Disclaimer: I am pretty new to AI, Python, NLTK and scikit-learn.
I am trying to train a classifier to classify a set of documents to a set of labels.
I am using the NLTK wrapper to talk to scikit-learn's OneVsRestClassifier.
training_set = [
[{"car": True, ...}, "Label 1"],
[{"car": False, ...}, "Label 2"],
...
[{"car": False, ...}, "Label 1"],
]
ovr = SklearnClassifier(OneVsRestClassifier(MultinomialNB()))
ovr.train(training_set)
This works fine with Multi-class classification, where the classifier tries to classify documents only to a label. The accuracy is fine but I want the classifier to assign 0, 1 or more labels to the documents. How can I do that?

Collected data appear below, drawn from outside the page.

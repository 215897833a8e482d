//! OrdersManager - checkout and stage updates
//!
//! # Checkout Flow
//!
//! ```text
//! checkout(req, ctx)
//!     ├─ 1. Validate cart lines and customer details
//!     ├─ 2. Re-price every line server-side
//!     ├─ 3. Begin write transaction
//!     ├─ 4. Validate the coupon against current counters
//!     ├─ 5. Record coupon usage + insert order
//!     ├─ 6. Commit
//!     └─ 7. Publish order_created to the dashboard
//! ```
//!
//! Stage changes follow the same shape: one write transaction around the
//! lifecycle transition, then a status event to `order:<id>` and
//! `admin-dashboard` once committed.

mod error;
pub use error::*;

use chrono::{Duration, Utc};
use shared::OrderStatusEvent;
use shared::models::{
    AppliedOffer, CheckoutRequest, CustomerInfo, Order, Stage, StatusEntry,
};
use uuid::Uuid;

use super::lifecycle::{self, TransitionPolicy};
use crate::auth::RequesterContext;
use crate::live::OrderHub;
use crate::offers::{OfferEngine, ValidatedOffer};
use crate::pricing::{price_cart, validate_cart};
use crate::storage::Store;

/// Delivery estimate promised at checkout
const ESTIMATED_DELIVERY_MINUTES: i64 = 45;

#[derive(Clone)]
pub struct OrdersManager {
    store: Store,
    hub: OrderHub,
    engine: OfferEngine,
    policy: TransitionPolicy,
}

impl std::fmt::Debug for OrdersManager {
    fn fmt(&self, f: &mut std::fmt::Formatter<'_>) -> std::fmt::Result {
        f.debug_struct("OrdersManager")
            .field("store", &"<Store>")
            .field("hub", &"<OrderHub>")
            .field("engine", &self.engine)
            .field("policy", &self.policy)
            .finish()
    }
}

impl OrdersManager {
    pub fn new(store: Store, hub: OrderHub, engine: OfferEngine, policy: TransitionPolicy) -> Self {
        Self {
            store,
            hub,
            engine,
            policy,
        }
    }

    pub fn store(&self) -> &Store {
        &self.store
    }

    /// Place an order, redeeming `coupon_code` atomically with the insert
    pub fn checkout(&self, req: CheckoutRequest, ctx: &RequesterContext) -> ManagerResult<Order> {
        validate_cart(&req.items)?;
        let customer = normalize_customer(req.customer)?;
        let quote = price_cart(&req.items);

        let now = Utc::now();
        let coupon = req
            .coupon_code
            .as_deref()
            .map(str::trim)
            .filter(|c| !c.is_empty());
        let engine = self.engine;

        let order = self.store.create_order_with_offer(|txn| {
            let mut discount = 0.0;
            let mut total = quote.subtotal;
            let mut applied_offer = None;
            let mut redeemed = None;

            if let Some(code) = coupon {
                let ValidatedOffer {
                    mut offer,
                    discount: result,
                } = engine.validate(txn, Some(code), Some(quote.subtotal), ctx, now)?;

                offer.record_usage(ctx.user_id());
                offer.updated_at = now;

                discount = result.discount_amount;
                total = result.final_total;
                applied_offer = Some(AppliedOffer {
                    code: result.code,
                    offer_type: result.offer_type,
                    value: result.value,
                    discount_amount: result.discount_amount,
                });
                redeemed = Some(offer);
            }

            let order = Order {
                id: Uuid::new_v4().to_string(),
                user_id: ctx.user_id.clone(),
                customer,
                items: quote.lines,
                subtotal: quote.subtotal,
                discount,
                total,
                current_stage: Stage::Placed,
                status: Stage::Placed.name().to_string(),
                status_history: vec![StatusEntry::new(Stage::Placed, now)],
                applied_offer,
                created_at: now,
                estimated_delivery_time: now + Duration::minutes(ESTIMATED_DELIVERY_MINUTES),
                actual_delivery_time: None,
                cancelled_at: None,
            };
            Ok::<_, ManagerError>((order, redeemed))
        })?;

        tracing::info!(
            order_id = %order.id,
            user_id = ?order.user_id,
            total = order.total,
            coupon = ?order.applied_offer.as_ref().map(|o| o.code.as_str()),
            "Order placed"
        );
        self.hub.publish_created(&order);
        Ok(order)
    }

    /// One order, visible to its owner and admins
    ///
    /// Guest orders are visible to anyone holding the id.
    pub fn get_order(&self, order_id: &str, ctx: &RequesterContext) -> ManagerResult<Order> {
        let order = self
            .store
            .get_order(order_id)?
            .ok_or_else(|| ManagerError::OrderNotFound(order_id.to_string()))?;
        if !can_view(&order, ctx) {
            return Err(ManagerError::Forbidden(order_id.to_string()));
        }
        Ok(order)
    }

    /// Orders for the requester, newest first; admins see every order
    pub fn list_orders(&self, ctx: &RequesterContext) -> ManagerResult<Vec<Order>> {
        if ctx.is_admin {
            return Ok(self.store.list_orders()?);
        }
        let user_id = ctx.user_id().ok_or(ManagerError::NotAuthenticated)?;
        Ok(self.store.list_orders_by_user(user_id)?)
    }

    /// Current status snapshot (polling fallback for the push channel)
    pub fn order_status(
        &self,
        order_id: &str,
        ctx: &RequesterContext,
    ) -> ManagerResult<OrderStatusEvent> {
        self.get_order(order_id, ctx)
            .map(|order| OrderStatusEvent::from_order(&order))
    }

    /// Administrative stage change
    pub fn update_stage(
        &self,
        order_id: &str,
        target: i64,
        ctx: &RequesterContext,
    ) -> ManagerResult<Order> {
        if !ctx.is_admin {
            return Err(if ctx.is_guest() {
                ManagerError::NotAuthenticated
            } else {
                ManagerError::Forbidden(order_id.to_string())
            });
        }

        let policy = self.policy;
        let order = self.store.update_order(order_id, |order| {
            lifecycle::advance(order, target, policy, Utc::now()).map_err(ManagerError::from)
        })?;

        tracing::info!(
            order_id = %order.id,
            stage = order.current_stage.value(),
            by = ?ctx.user_id(),
            "Order stage updated"
        );
        self.hub.publish_status(&order);
        Ok(order)
    }

    /// Customer cancel, allowed only while the order is still `Placed`
    pub fn cancel(&self, order_id: &str, ctx: &RequesterContext) -> ManagerResult<Order> {
        let order = self.store.update_order(order_id, |order| {
            lifecycle::cancel_by_customer(order, ctx, Utc::now()).map_err(ManagerError::from)
        })?;

        tracing::info!(order_id = %order.id, by = ?ctx.user_id(), "Order cancelled");
        self.hub.publish_status(&order);
        Ok(order)
    }
}

fn can_view(order: &Order, ctx: &RequesterContext) -> bool {
    ctx.is_admin || order.user_id.is_none() || order.is_owned_by(ctx.user_id())
}

fn normalize_customer(customer: CustomerInfo) -> ManagerResult<CustomerInfo> {
    let customer = CustomerInfo {
        name: customer.name.trim().to_string(),
        phone: customer.phone.trim().to_string(),
        address: customer.address.trim().to_string(),
    };
    for (field, value) in [
        ("name", &customer.name),
        ("phone", &customer.phone),
        ("address", &customer.address),
    ] {
        if value.is_empty() {
            return Err(ManagerError::InvalidCustomer(format!("{field} is required")));
        }
    }
    Ok(customer)
}

#[cfg(test)]
mod tests;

Sadly I can't just initialise the classifier telling it to be a multi-label classifier, the documentation says:
This strategy can also be used for multilabel learning, where a classifier is used to predict multiple labels for instance, by fitting on a 2-d matrix in which cell [i, j] is 1 if sample i has label j and 0 otherwise.

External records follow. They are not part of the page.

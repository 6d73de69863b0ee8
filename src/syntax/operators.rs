use super::value::Tag;
use rustc_hash::FxHashMap;

/// Canonical spelling of the key-value ("cons") operator. Styles map
/// their surface separator onto this tag, so downstream consumers see
/// one spelling regardless of grammar.
pub const CONS: &str = ":";
/// Spelling of the implicit juxtaposition pseudo-operator. Never lexed;
/// the engine inserts it between adjacent values.
pub const JUXTAPOSE: &str = " ";

pub const SEQUENCE_PRECEDENCE: u8 = 1;
pub const JUXTAPOSE_PRECEDENCE: u8 = 2;
pub const CONS_PRECEDENCE: u8 = 3;

/// One registered operator form: the downstream evaluation tag, its
/// binding strength, and whether adjacent reductions merge into one
/// n-ary tuple instead of a binary chain.
#[derive(Debug, Clone, PartialEq, Eq)]
pub struct OpDef {
    pub name: Tag,
    pub precedence: u8,
    pub flatten: bool,
}

impl OpDef {
    fn new(name: &str, precedence: u8, flatten: bool) -> Self {
        Self {
            name: Tag::new(name),
            precedence,
            flatten,
        }
    }
}

/// Registry mapping operator spellings to precedence, fixity and
/// bracket pairing. Built once per grammar and shared by reference with
/// every engine and printer instance.
#[derive(Debug, Clone)]
pub struct Operators {
    prefix: FxHashMap<String, OpDef>,
    infix: FxHashMap<String, OpDef>,
    postfix: FxHashMap<String, OpDef>,
    brackets: FxHashMap<String, String>,
    juxtapose: OpDef,
}

impl Operators {
    /// Every grammar carries the juxtaposition pseudo-operator and the
    /// cons operator; everything else is registered explicitly.
    pub fn new() -> Self {
        let mut table = Self {
            prefix: FxHashMap::default(),
            infix: FxHashMap::default(),
            postfix: FxHashMap::default(),
            brackets: FxHashMap::default(),
            juxtapose: OpDef::new(JUXTAPOSE, JUXTAPOSE_PRECEDENCE, true),
        };
        table.infix.insert(
            CONS.to_string(),
            OpDef::new(CONS, CONS_PRECEDENCE, false),
        );
        table
    }

    pub fn add_prefix(&mut self, op: &str, precedence: u8) -> &mut Self {
        self.add_prefix_named(op, op, precedence)
    }

    /// Registers a prefix form whose evaluation name differs from the
    /// surface spelling.
    pub fn add_prefix_named(&mut self, op: &str, name: &str, precedence: u8) -> &mut Self {
        self.prefix
            .insert(op.to_string(), OpDef::new(name, precedence, false));
        self
    }

    pub fn add_infix(&mut self, op: &str, precedence: u8) -> &mut Self {
        self.infix
            .insert(op.to_string(), OpDef::new(op, precedence, false));
        self
    }

    /// Registers the statement-separator operator; its reductions merge
    /// adjacent occurrences into one n-ary tuple.
    pub fn add_sequence(&mut self, op: &str) -> &mut Self {
        self.infix
            .insert(op.to_string(), OpDef::new(op, SEQUENCE_PRECEDENCE, true));
        self
    }

    pub fn add_postfix(&mut self, op: &str, precedence: u8) -> &mut Self {
        self.add_postfix_named(op, op, precedence)
    }

    pub fn add_postfix_named(&mut self, op: &str, name: &str, precedence: u8) -> &mut Self {
        self.postfix
            .insert(op.to_string(), OpDef::new(name, precedence, false));
        self
    }

    pub fn add_bracket(&mut self, open: char, close: char) -> &mut Self {
        self.brackets.insert(open.to_string(), close.to_string());
        self
    }

    pub fn prefix(&self, op: &str) -> Option<&OpDef> {
        self.prefix.get(op)
    }

    pub fn infix(&self, op: &str) -> Option<&OpDef> {
        self.infix.get(op)
    }

    pub fn postfix(&self, op: &str) -> Option<&OpDef> {
        self.postfix.get(op)
    }

    pub fn juxtapose(&self) -> &OpDef {
        &self.juxtapose
    }

    pub fn close_for(&self, open: &str) -> Option<&str> {
        self.brackets.get(open).map(String::as_str)
    }

    pub fn is_operator(&self, op: &str) -> bool {
        self.prefix.contains_key(op) || self.infix.contains_key(op) || self.postfix.contains_key(op)
    }

    // Reverse lookups used by the printer, which sees evaluation names.
    pub fn prefix_spelling(&self, name: &Tag) -> Option<&str> {
        self.prefix
            .iter()
            .find(|(_, def)| def.name == *name)
            .map(|(op, _)| op.as_str())
    }

    pub fn infix_spelling(&self, name: &Tag) -> Option<&str> {
        self.infix
            .iter()
            .find(|(_, def)| def.name == *name)
            .map(|(op, _)| op.as_str())
    }

    pub fn postfix_spelling(&self, name: &Tag) -> Option<&str> {
        self.postfix
            .iter()
            .find(|(_, def)| def.name == *name)
            .map(|(op, _)| op.as_str())
    }
}

impl Default for Operators {
    fn default() -> Self {
        Self::new()
    }
}
use rustc_hash::FxHashSet;
use rustyline::completion::Completer;
use rustyline::completion::Pair;
use rustyline::Context;

pub struct StringCompleter {
    strings: FxHashSet<String>,
}

impl StringCompleter {
    pub fn from<I: Into<String>>(input: Vec<I>) -> Self {
        let mut strings = FxHashSet::default();

        for s in input {
            strings.insert(s.into());
        }

        Self { strings }
    }

    /// Completes the space-delimited word ending at the cursor rather
    /// than the whole line, so `:grammar js` offers `json`.
    fn complete_word(&self, line: &str, pos: usize) -> rustyline::Result<(usize, Vec<Pair>)> {
        let word_start = line[..pos].rfind(' ').map(|i| i + 1).unwrap_or(0);
        self.complete_string(pos, &line[word_start..pos])
    }

    fn complete_string(&self, pos: usize, input: &str) -> rustyline::Result<(usize, Vec<Pair>)> {
        let mut all_matches: Vec<Pair> = self
            .strings
            .iter()
            .filter_map(|known| {
                if !input.is_empty() && known.starts_with(input) {
                    Some(Pair {
                        display: known.clone(),
                        replacement: known.clone(),
                    })
                } else {
                    None
                }
            })
            .collect();

        all_matches.sort_by(|a, b| a.display.cmp(&b.display));
        Ok((pos - input.len(), all_matches))
    }
}

impl Completer for StringCompleter {
    type Candidate = Pair;

    fn complete(
        &self,
        line: &str,
        pos: usize,
        _ctx: &Context<'_>,
    ) -> rustyline::Result<(usize, Vec<Pair>)> {
        self.complete_word(line, pos)
    }
}
use super::Grammar;
use crate::syntax::operators::Operators;
use crate::syntax::style::Style;

/// The C-like infix expression language. Signed-number recognition is
/// off so `-` is always an operator token and fixity comes from parser
/// state alone.
pub fn grammar() -> Grammar {
    let style = Style {
        open: '(',
        close: ')',
        open2: '{',
        close2: '}',
        key_value: ':',
        separator: "",
        comment: "//",
        true_name: "true",
        false_name: "false",
        indent: "  ",
        signed_numbers: false,
    };

    let mut ops = Operators::new();
    ops.add_bracket('(', ')')
        .add_bracket('{', '}')
        .add_sequence(";")
        .add_infix("=", 3)
        .add_infix("||", 4)
        .add_infix("&&", 5)
        .add_infix("==", 6)
        .add_infix("!=", 6)
        .add_infix("<", 7)
        .add_infix(">", 7)
        .add_infix("<=", 7)
        .add_infix(">=", 7)
        .add_infix("..", 8)
        .add_infix("+", 9)
        .add_infix("-", 9)
        .add_infix("++", 9)
        .add_infix("*", 10)
        .add_infix("/", 10)
        .add_infix("%", 10)
        .add_infix("**", 11)
        .add_prefix("-", 11)
        .add_prefix("+", 11)
        .add_prefix("!", 11)
        .add_postfix_named("!", "fact", 12);

    Grammar::new("expr", ".expr", style, ops)
}

#[cfg(test)]
mod tests {
    use super::*;
    use crate::syntax::value::{Tag, Value};

    fn parse_one(input: &str) -> Value {
        let mut values = grammar().parse_str(input).unwrap();
        assert_eq!(values.len(), 1, "expected one statement from {:?}", input);
        values.pop().unwrap()
    }

    fn binary(op: &str, lhs: Value, rhs: Value) -> Value {
        Value::tuple(vec![Value::tag(op), lhs, rhs])
    }

    #[test]
    fn test_precedence_shapes() {
        assert_eq!(
            parse_one("1+2*3"),
            binary(
                "+",
                Value::int(1),
                binary("*", Value::int(2), Value::int(3))
            )
        );
        assert_eq!(
            parse_one("(1+2)*3"),
            binary(
                "*",
                binary("+", Value::int(1), Value::int(2)),
                Value::int(3)
            )
        );
    }

    #[test]
    fn test_prefix_binds_below_power() {
        // -1**7 is -(1**7), not (-1)**7
        assert_eq!(
            parse_one("-1**7"),
            Value::tuple(vec![
                Value::tag("-"),
                binary("**", Value::int(1), Value::int(7)),
            ])
        );
    }

    #[test]
    fn test_juxtaposition_is_flat() {
        assert_eq!(
            parse_one("(1 2 3 4)"),
            Value::tuple(vec![
                Value::int(1),
                Value::int(2),
                Value::int(3),
                Value::int(4),
            ])
        );
    }

    #[test]
    fn test_call_is_juxtaposition() {
        assert_eq!(
            parse_one("cos(PI)"),
            Value::tuple(vec![Value::tag("cos"), Value::tag("PI")])
        );
        assert_eq!(
            parse_one("a (b c)"),
            Value::tuple(vec![
                Value::tag("a"),
                Value::tuple(vec![Value::tag("b"), Value::tag("c")]),
            ])
        );
    }

    #[test]
    fn test_malformed_inputs_are_rejected() {
        for input in ["-", "*", ")(", ")", "(", "(()", "())"] {
            let result = grammar().parse_str(input);
            assert!(result.is_err(), "expected failure for {:?}", input);
        }
    }

    #[test]
    fn test_cons_folding() {
        let m = parse_one("(a:1 b:2)");
        assert_eq!(
            m,
            Value::map(vec![
                (Tag::new("a"), Value::int(1)),
                (Tag::new("b"), Value::int(2)),
            ])
        );

        let last_write_wins = parse_one("(a:1 b:2 a:3 b:33)");
        assert_eq!(last_write_wins.arity(), 2);
        assert_eq!(
            last_write_wins,
            Value::map(vec![
                (Tag::new("a"), Value::int(3)),
                (Tag::new("b"), Value::int(33)),
            ])
        );
    }

    #[test]
    fn test_braced_pair_is_a_map() {
        assert_eq!(
            parse_one("{a: 1 + 2}"),
            Value::map(vec![(
                Tag::new("a"),
                binary("+", Value::int(1), Value::int(2)),
            )])
        );
    }

    #[test]
    fn test_statement_sequence() {
        assert_eq!(
            parse_one("1; 2; 3"),
            Value::tuple(vec![Value::int(1), Value::int(2), Value::int(3)])
        );
    }

    #[test]
    fn test_prefix_stacking() {
        assert_eq!(
            parse_one("--1."),
            Value::tuple(vec![
                Value::tag("-"),
                Value::tuple(vec![Value::tag("-"), Value::float(1.0)]),
            ])
        );
    }

    #[test]
    fn test_round_trip_examples() {
        let g = grammar();
        for input in [
            "1 + 2 * 3",
            "(1 + 2) * 3",
            "-1**7*2",
            "cos(PI)",
            "(1 2 3 4)",
            "(a:1 b:2)",
            "{x: 1 y: (2 3)}",
            "5! + 1",
            "\"a\\nb\" ++ \"c\"",
            "1..5",
            "x = 1; y = 2",
        ] {
            let parsed = g.parse_str(input).unwrap();
            for v in &parsed {
                let printed = g.print(v);
                let reparsed = g.parse_str(&printed).unwrap();
                assert_eq!(reparsed, vec![v.clone()], "round trip of {:?} via {:?}", input, printed);
            }
        }
    }
}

This is not really clear to me as I am not familiar with this language. I have the feeling that I have to shape my training set in such a way that the classifier will understand that I want it to multi-label classify my data? If yes, how?
I tried to provide the labels in an array, like this:
training_set = [
[{"car": True, ...}, ["Label 1"]],
[{"car": False, ...}, ["Label 2"]],
...
[{"car": False, ...}, ["Label 1"]],
]
This did not work as expected and raised:
DataConversionWarning: A column-vector y was passed when a 1d array was expected. Please change the shape of y to (n_samples, ), for example using ravel().
y = column_or_1d(y, warn=True)
One-vs-rest accuracy percent: 0.0